Blandine, la jeune femme, énerve (gentiment !) par son parcours bien trop brillant : elle a obtenu 20/20 à son bac de français ; un master de littérature ; à seulement 26 ans, ce premier roman est parfaitement réussi. Blandine, la jeune auteure, impressionne. Ce récit de vie en province n’est pas un roman de terroir comme il y en a tant. Blandine, la surdouée, mêle étude de cas sociologique, questionnement philosophique (« qu’est-ce qu’une vie réussie ? ») et roman d’apprentissage. Blandine raconte tout autant d’elle-même en parlant de cette maman atypique. Cette mère ouverte sur le monde qui accueille des migrants autour d’un verre de cidre… Sans revendication.
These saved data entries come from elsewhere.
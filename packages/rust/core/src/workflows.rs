//! The two workflow graphs and the pipeline wrappers that run them.

use std::sync::Arc;

use chapterquiz_shared::{
    GenerationModel, PipelineSettings, QuestionStore, Result, StorageResolver, TextExtractor,
    VectorIndex,
};
use tracing::{info, instrument};

use crate::graph::{CompiledGraph, END, GraphOutcome, StateGraph, StepObserver};
use crate::state::WorkflowState;
use crate::steps::{self, *};
use crate::validator::AnswerValidator;

/// External services the workflows depend on.
#[derive(Clone)]
pub struct Collaborators {
    pub resolver: Arc<dyn StorageResolver>,
    pub index: Arc<dyn VectorIndex>,
    pub extractor: Arc<dyn TextExtractor>,
    pub model: Arc<dyn GenerationModel>,
    pub store: Arc<dyn QuestionStore>,
}

pub const ROUTE_INDEXED: &str = "indexed";
pub const ROUTE_NOT_INDEXED: &str = "not_indexed";

/// Branch taken after the embedding check. An indexed book reuses its stored set.
pub fn route_after_embedding_check(state: &WorkflowState) -> &'static str {
    if state.embeddings_exist == Some(true) {
        ROUTE_INDEXED
    } else {
        ROUTE_NOT_INDEXED
    }
}

/// Build the question generation graph.
///
/// ```text
/// prepare_input -> check_embeddings -+-> fetch_stored_questions -> format_api_response
///                                    |           ^
///                                    +-> generate_embeddings -> generate_questions -> store_questions
/// ```
pub fn build_generation_graph(
    collaborators: &Collaborators,
    settings: &PipelineSettings,
) -> Result<CompiledGraph<WorkflowState>> {
    let c = collaborators;
    let mut graph = StateGraph::new();
    graph
        .add_step(
            steps::PREPARE_INPUT,
            PrepareInput::new(c.resolver.clone(), settings.scratch_dir.clone()),
        )
        .add_step(steps::CHECK_EMBEDDINGS, CheckEmbeddings::new(c.index.clone()))
        .add_step(
            steps::GENERATE_EMBEDDINGS,
            GenerateEmbeddings::new(c.extractor.clone(), c.index.clone()),
        )
        .add_step(
            steps::GENERATE_QUESTIONS,
            GenerateQuestions::new(c.index.clone(), c.model.clone(), settings),
        )
        .add_step(
            steps::STORE_QUESTIONS,
            StoreQuestions::new(c.store.clone(), settings.first_question_id),
        )
        .add_step(
            steps::FETCH_STORED_QUESTIONS,
            FetchStoredQuestions::new(c.store.clone()),
        )
        .add_step(
            steps::FORMAT_API_RESPONSE,
            FormatApiResponse::new(settings.max_response_questions),
        )
        .set_entry(steps::PREPARE_INPUT)
        .add_edge(steps::PREPARE_INPUT, steps::CHECK_EMBEDDINGS)
        .add_conditional_edges(
            steps::CHECK_EMBEDDINGS,
            route_after_embedding_check,
            [
                (ROUTE_INDEXED, steps::FETCH_STORED_QUESTIONS),
                (ROUTE_NOT_INDEXED, steps::GENERATE_EMBEDDINGS),
            ],
        )
        .add_edge(steps::GENERATE_EMBEDDINGS, steps::GENERATE_QUESTIONS)
        .add_edge(steps::GENERATE_QUESTIONS, steps::STORE_QUESTIONS)
        .add_edge(steps::STORE_QUESTIONS, steps::FETCH_STORED_QUESTIONS)
        .add_edge(steps::FETCH_STORED_QUESTIONS, steps::FORMAT_API_RESPONSE)
        .add_edge(steps::FORMAT_API_RESPONSE, END);

    Ok(graph.compile()?)
}

/// Build the answer validation graph.
pub fn build_validation_graph(
    collaborators: &Collaborators,
) -> Result<CompiledGraph<WorkflowState>> {
    let mut graph = StateGraph::new();
    graph
        .add_step(
            steps::FETCH_QUESTIONS_FOR_VALIDATION,
            FetchQuestionsForValidation::new(collaborators.store.clone()),
        )
        .add_step(
            steps::VALIDATE_ANSWERS,
            ValidateAnswers::new(AnswerValidator::new(collaborators.model.clone())),
        )
        .add_step(steps::FORMAT_VALIDATION_RESPONSE, FormatValidationResponse)
        .set_entry(steps::FETCH_QUESTIONS_FOR_VALIDATION)
        .add_edge(steps::FETCH_QUESTIONS_FOR_VALIDATION, steps::VALIDATE_ANSWERS)
        .add_edge(steps::VALIDATE_ANSWERS, steps::FORMAT_VALIDATION_RESPONSE)
        .add_edge(steps::FORMAT_VALIDATION_RESPONSE, END);

    Ok(graph.compile()?)
}

// ---------------------------------------------------------------------------
// Pipelines
// ---------------------------------------------------------------------------

/// Compiled generation and validation graphs, built once and shared by runs.
pub struct Pipelines {
    generation: CompiledGraph<WorkflowState>,
    validation: CompiledGraph<WorkflowState>,
}

impl Pipelines {
    pub fn new(collaborators: &Collaborators, settings: &PipelineSettings) -> Result<Self> {
        Ok(Self {
            generation: build_generation_graph(collaborators, settings)?,
            validation: build_validation_graph(collaborators)?,
        })
    }

    /// Run the generation graph. Any scratch file left on the outcome state is released.
    #[instrument(skip_all, fields(book_id = ?state.book_id, user_id = ?state.user_id))]
    pub async fn run_generation(
        &self,
        state: WorkflowState,
        observer: &dyn StepObserver,
    ) -> GraphOutcome<WorkflowState> {
        let outcome = self.generation.invoke_observed(state, observer).await;
        outcome.state().release_scratch();
        log_outcome("generation", &outcome);
        outcome
    }

    #[instrument(skip_all, fields(row_id = ?state.row_id, user_id = ?state.user_id))]
    pub async fn run_validation(
        &self,
        state: WorkflowState,
        observer: &dyn StepObserver,
    ) -> GraphOutcome<WorkflowState> {
        let outcome = self.validation.invoke_observed(state, observer).await;
        log_outcome("validation", &outcome);
        outcome
    }
}

fn log_outcome(workflow: &str, outcome: &GraphOutcome<WorkflowState>) {
    match outcome {
        GraphOutcome::Completed { trace, .. } => {
            info!(workflow, steps = trace.len(), "run completed");
        }
        GraphOutcome::Halted { step, error, .. } => {
            info!(workflow, step = %step, kind = error.kind(), "run halted");
        }
    }
}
De la politique citoyenne, surtout pas politicienne. La jeune romancière a certainement plus appris de la vie en regardant Jeanine évoluer qu’en écoutant les discours de bien-pensance à la radio. « On ne fait pas de littérature avec des bons ou des mauvais sentiments, mais avec des sentiments complexes », expliquait Blandine Rinkel, il y a peu dans une émission littéraire.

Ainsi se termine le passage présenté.